───── SOURCE DATA
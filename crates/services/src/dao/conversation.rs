use async_trait::async_trait;
use bson::doc;
use liveroom_db::models::{ConversationType, LiveLessonConversation};
use mongodb::Database;

use super::base::{BaseDao, DaoError, DaoResult};
use crate::conversation::ConversationStore;

pub struct ConversationDao {
    pub base: BaseDao<LiveLessonConversation>,
}

impl ConversationDao {
    pub fn new(db: &Database) -> Self {
        Self {
            base: BaseDao::new(db, LiveLessonConversation::COLLECTION),
        }
    }
}

#[async_trait]
impl ConversationStore for ConversationDao {
    async fn find(
        &self,
        lesson_id: &str,
        conversation_type: ConversationType,
        participant_ids: Option<&[String]>,
    ) -> DaoResult<Option<LiveLessonConversation>> {
        let mut filter = doc! {
            "lesson_id": lesson_id,
            "conversation_type": conversation_type.as_str(),
        };
        // Stored lists are normalized, so an exact array match finds the pair.
        if let Some(ids) = participant_ids {
            filter.insert("participant_ids", ids);
        }
        self.base.find_one(filter).await
    }

    async fn insert(&self, conversation: &LiveLessonConversation) -> DaoResult<()> {
        self.base.insert_one(conversation).await?;
        Ok(())
    }

    async fn update_participants(
        &self,
        conversation_id: &str,
        participant_ids: &[String],
    ) -> DaoResult<()> {
        let updated = self
            .base
            .update_one(
                doc! { "conversation_id": conversation_id },
                doc! { "$set": { "participant_ids": participant_ids } },
            )
            .await?;
        if !updated {
            return Err(DaoError::NotFound);
        }
        Ok(())
    }
}
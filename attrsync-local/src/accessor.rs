use std::{collections::BTreeMap, path::Path};

use anyhow::Result;
use async_trait::async_trait;
use attrsync_core::{
    accessor::{AccessorError, ObjectPayload, RemoteObjectAccessor},
    codec,
    model::{AttributeName, ObjectRef, RemoteObject},
    reconcile::apply_payload,
    value::FieldKind,
};
use serde_json::{Map, Value};
use tracing::debug;

use crate::{
    document::{RemoteDocument, StoredObject},
    store::StateFileStore,
};

/// Serves reads and writes from a state file, enforcing the write modes and
/// the field and tag definitions like a real remote would.
pub struct FileAccessor {
    store: StateFileStore,
}

impl FileAccessor {
    pub fn open<P: AsRef<Path>>(path: P) -> Result<FileAccessor> {
        Ok(FileAccessor {
            store: StateFileStore::open(path)?,
        })
    }

    pub fn new(store: StateFileStore) -> Self {
        FileAccessor { store }
    }

    pub fn store(&self) -> &StateFileStore {
        &self.store
    }
}

fn field_kinds(doc: &RemoteDocument, object_type: &str) -> BTreeMap<AttributeName, FieldKind> {
    doc.fields_for(object_type)
        .map(|(name, def)| (AttributeName::from(name.as_str()), def.kind))
        .collect()
}

fn to_remote(
    doc: &RemoteDocument,
    object: &ObjectRef,
    stored: &StoredObject,
) -> Result<RemoteObject, AccessorError> {
    let kinds = field_kinds(doc, &object.object_type);
    let wire: Map<String, Value> = stored.custom_fields.clone().into_iter().collect();
    let custom_fields = codec::decode_all(&wire, |name| kinds.get(name).copied())
        .map_err(|e| {
            AccessorError::Other(anyhow::Error::new(e).context(format!("stored value of {object}")))
        })?;
    Ok(RemoteObject {
        custom_fields,
        field_kinds: kinds,
        tags: stored
            .tags
            .iter()
            .map(|slug| (AttributeName::from(slug.as_str()), ()))
            .collect(),
    })
}

/// Applies `payload` to the object in `doc`. Fails without touching `doc` if
/// the payload names an attribute the remote does not know.
fn apply_write(
    doc: &mut RemoteDocument,
    object: &ObjectRef,
    payload: &ObjectPayload,
) -> Result<(), AccessorError> {
    let not_found = || AccessorError::NotFound {
        object: object.clone(),
    };
    let stored = doc
        .object(&object.object_type, &object.object_id)
        .ok_or_else(not_found)?;
    let current = to_remote(doc, object, stored)?;

    let mut next = StoredObject::default();
    match &payload.custom_fields {
        Some(fields) => {
            if let Some(name) = fields
                .entries
                .keys()
                .find(|name| !current.field_kinds.contains_key(*name))
            {
                return Err(AccessorError::Rejected {
                    message: format!(
                        "custom field '{}' is not defined for {}",
                        name, object.object_type
                    ),
                });
            }
            next.custom_fields = apply_payload(&current.custom_fields, fields)
                .iter()
                .map(|(name, value)| (name.to_string(), codec::encode(value)))
                .collect();
        }
        None => next.custom_fields = stored.custom_fields.clone(),
    }
    match &payload.tags {
        Some(tags) => {
            if let Some(slug) = tags
                .entries
                .iter()
                .filter(|(_, present)| present.is_some())
                .map(|(slug, _)| slug)
                .find(|slug| !doc.tag_definitions.contains_key(slug.as_str()))
            {
                return Err(AccessorError::Rejected {
                    message: format!("tag '{}' is not defined", slug),
                });
            }
            next.tags = apply_payload(&current.tags, tags)
                .keys()
                .map(|slug| slug.to_string())
                .collect();
        }
        None => next.tags = stored.tags.clone(),
    }

    let slot = doc
        .object_mut(&object.object_type, &object.object_id)
        .ok_or_else(not_found)?;
    *slot = next;
    Ok(())
}

#[async_trait]
impl RemoteObjectAccessor for FileAccessor {
    async fn read_attributes(&self, object: &ObjectRef) -> Result<RemoteObject, AccessorError> {
        let doc = self.store.load()?;
        let stored = doc
            .object(&object.object_type, &object.object_id)
            .ok_or_else(|| AccessorError::NotFound {
                object: object.clone(),
            })?;
        to_remote(&doc, object, stored)
    }

    async fn write_attributes(
        &self,
        object: &ObjectRef,
        payload: &ObjectPayload,
    ) -> Result<(), AccessorError> {
        let outcome = self
            .store
            .update("write", |doc| Ok(apply_write(doc, object, payload)))?;
        if outcome.is_ok() {
            debug!(%object, path = %self.store.path().display(), "state file updated");
        }
        outcome
    }
}
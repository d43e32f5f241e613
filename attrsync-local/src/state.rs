//! The state file: a stream of pretty-printed JSON events, each carrying an
//! RFC 6902 patch. Event 0 creates the document; every later event is the diff
//! produced by one write.

use anyhow::{bail, Context as _, Result};
use chrono::Utc;
use serde_json::{de::IoRead, Deserializer, StreamDeserializer, Value};
use std::{
    fs::{File, OpenOptions},
    io::{self, BufReader, Seek as _, SeekFrom, Write},
    path::Path,
    sync::{
        atomic::{AtomicBool, Ordering},
        Arc,
    },
    time::{Duration, Instant},
};
use tracing::{info, warn};

#[derive(Debug, Clone, PartialEq, Eq, serde::Deserialize, serde::Serialize)]
pub struct Event {
    pub index: u64,
    pub meta: EventMeta,
    pub patch: json_patch::Patch,
}

/// When an event was written, plus whatever the writer wants to record, such
/// as the `action` that caused it.
#[derive(Debug, Clone, PartialEq, Eq, serde::Deserialize, serde::Serialize)]
pub struct EventMeta {
    pub time: String,
    #[serde(flatten)]
    pub extra: Value,
}

impl EventMeta {
    pub fn now(extra: Value) -> Self {
        EventMeta {
            time: Utc::now().to_rfc3339(),
            extra,
        }
    }
}

impl Event {
    /// The event that creates `document` from nothing.
    fn genesis(document: Value) -> Event {
        Event {
            index: 0,
            meta: EventMeta::now(serde_json::json!({})),
            patch: json_patch::Patch(vec![json_patch::PatchOperation::Add(
                json_patch::AddOperation {
                    path: Default::default(),
                    value: document,
                },
            )]),
        }
    }
}

/// The events of a state file, in order. Construction fails unless the input
/// starts with a well-formed event 0.
pub struct Events<'a, R: io::Read> {
    genesis: Option<Event>,
    rest: StreamDeserializer<'a, IoRead<R>, Event>,
}

impl<'a, R: io::Read> Events<'a, R> {
    pub fn from_reader(reader: R) -> Result<Events<'a, R>> {
        let mut rest = Deserializer::from_reader(reader).into_iter::<Event>();
        let genesis = match rest.next() {
            None => bail!("State file invalid: no initial state event"),
            Some(Err(e)) => bail!("State file invalid: error parsing initial state event: {}", e),
            Some(Ok(event)) if event.index != 0 => {
                bail!("Expected initial state event with index 0, got {}", event.index)
            }
            Some(Ok(event)) => event,
        };
        Ok(Events {
            genesis: Some(genesis),
            rest,
        })
    }
}

impl<R: io::Read> Iterator for Events<'_, R> {
    type Item = Result<Event>;

    fn next(&mut self) -> Option<Self::Item> {
        match self.genesis.take() {
            Some(event) => Some(Ok(event)),
            None => self.rest.next().map(|r| r.map_err(Into::into)),
        }
    }
}

/// Replays `events` onto an empty document. Returns the document and the index
/// of the last event.
pub fn fold(events: impl Iterator<Item = Result<Event>>) -> Result<(Value, u64)> {
    let mut document = serde_json::json!({});
    let mut last = 0;
    for event in events {
        let event = event?;
        if event.index != 0 && event.index <= last {
            warn!(
                index = event.index,
                previous = last,
                "state event index does not increase"
            );
        }
        json_patch::patch(&mut document, &event.patch.0)
            .with_context(|| format!("Could not apply state event {}", event.index))?;
        last = event.index;
    }
    Ok((document, last))
}

/// Reads and folds a state file without locking it.
pub fn read_document<P: AsRef<Path>>(path: P) -> Result<Value> {
    let path = path.as_ref();
    let file = File::open(path)
        .with_context(|| format!("Could not open state file {}", path.display()))?;
    let (document, _) = fold(Events::from_reader(BufReader::new(file))?)?;
    Ok(document)
}

/// Logs from a background thread while a blocking wait is in progress: once
/// after a short grace period, then periodically with the elapsed time.
pub struct WaitNotice {
    finished: Arc<AtomicBool>,
}

impl WaitNotice {
    const GRACE: Duration = Duration::from_millis(500);
    const REPEAT: Duration = Duration::from_secs(5);

    pub fn start(what: &'static str) -> WaitNotice {
        let finished = Arc::new(AtomicBool::new(false));
        let flag = finished.clone();
        std::thread::spawn(move || {
            let started = Instant::now();
            let mut next = Self::GRACE;
            loop {
                std::thread::sleep(next.saturating_sub(started.elapsed()));
                if flag.load(Ordering::Relaxed) {
                    return;
                }
                info!(seconds = started.elapsed().as_secs(), "{}", what);
                next += Self::REPEAT;
            }
        });
        WaitNotice { finished }
    }
}

impl Drop for WaitNotice {
    fn drop(&mut self) {
        self.finished.store(true, Ordering::Relaxed);
    }
}

/// An open state file. Appends happen under an exclusive advisory lock.
pub struct StateFile {
    file: Arc<File>,
    lock: fd_lock::RwLock<Arc<File>>,
    /// End of file after our last append; anything beyond it was written by
    /// another process.
    known_len: Option<u64>,
}

impl StateFile {
    /// Opens an existing state file.
    pub fn open<P: AsRef<Path>>(path: P) -> Result<StateFile> {
        Self::open_with(path.as_ref(), false)
    }

    /// Creates a state file holding `document`. Fails if the file exists.
    pub fn create<P: AsRef<Path>>(path: P, document: Value) -> Result<StateFile> {
        let mut state = Self::open_with(path.as_ref(), true)?;
        state.append(&Event::genesis(document))?;
        Ok(state)
    }

    fn open_with(path: &Path, create: bool) -> Result<StateFile> {
        let file = OpenOptions::new()
            .read(true)
            .append(true)
            .create_new(create)
            .open(path)
            .with_context(|| format!("Could not open state file {}", path.display()))?;
        let file = Arc::new(file);
        Ok(StateFile {
            lock: fd_lock::RwLock::new(file.clone()),
            file,
            known_len: None,
        })
    }

    fn append(&mut self, event: &Event) -> Result<()> {
        let _guard = {
            let _notice = WaitNotice::start("Waiting for state file write lock");
            self.lock.write()?
        };
        warn_on_foreign_appends(&self.file, self.known_len)?;
        self.known_len = Some(write_event(&self.file, event)?);
        Ok(())
    }

    /// Folds the file under the write lock, lets `f` change the document, and
    /// appends the difference as a single event. Nothing is appended when `f`
    /// fails or leaves the document as it was.
    pub fn update<T>(&mut self, extra_meta: Value, f: impl FnOnce(&mut Value) -> Result<T>) -> Result<T> {
        let _guard = {
            let _notice = WaitNotice::start("Waiting for state file write lock");
            self.lock.write()?
        };
        let end = warn_on_foreign_appends(&self.file, self.known_len)?;

        (&*self.file).seek(SeekFrom::Start(0))?;
        let (before, last) = fold(Events::from_reader(BufReader::new(&*self.file))?)?;

        let mut after = before.clone();
        let result = f(&mut after)?;

        let patch = json_patch::diff(&before, &after);
        self.known_len = Some(if patch.0.is_empty() {
            end
        } else {
            let event = Event {
                index: last + 1,
                meta: EventMeta::now(extra_meta),
                patch,
            };
            write_event(&self.file, &event)?
        });
        Ok(result)
    }
}

/// Returns the current end of the file.
fn warn_on_foreign_appends(file: &File, known_len: Option<u64>) -> Result<u64> {
    let end = (&*file).seek(SeekFrom::End(0))?;
    match known_len {
        Some(known) if known != end => warn!(
            from = known,
            to = end,
            "Detected concurrent writing to the state file; foreign events will be folded in"
        ),
        _ => {}
    }
    Ok(end)
}

/// Returns the end of the file after writing.
fn write_event(file: &File, event: &Event) -> Result<u64> {
    let mut writer = io::BufWriter::new(file);
    // Pretty, so that the file stays reviewable by humans.
    serde_json::to_writer_pretty(&mut writer, event)?;
    writer.write_all(b"\n")?;
    writer.flush()?;
    drop(writer);
    Ok((&*file).stream_position()?)
}
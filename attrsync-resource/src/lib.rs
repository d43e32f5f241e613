pub mod client;
pub mod framework;
pub mod rpc;
pub mod schema;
──────────
(WHAT YOU WILL DO)
Among the lines of the preceding data, which ones hold the word "AtomicBool"? List them.

(TASK OUTPUT)
        atomic::{AtomicBool, Ordering},
    finished: Arc<AtomicBool>,
        let finished = Arc::new(AtomicBool::new(false));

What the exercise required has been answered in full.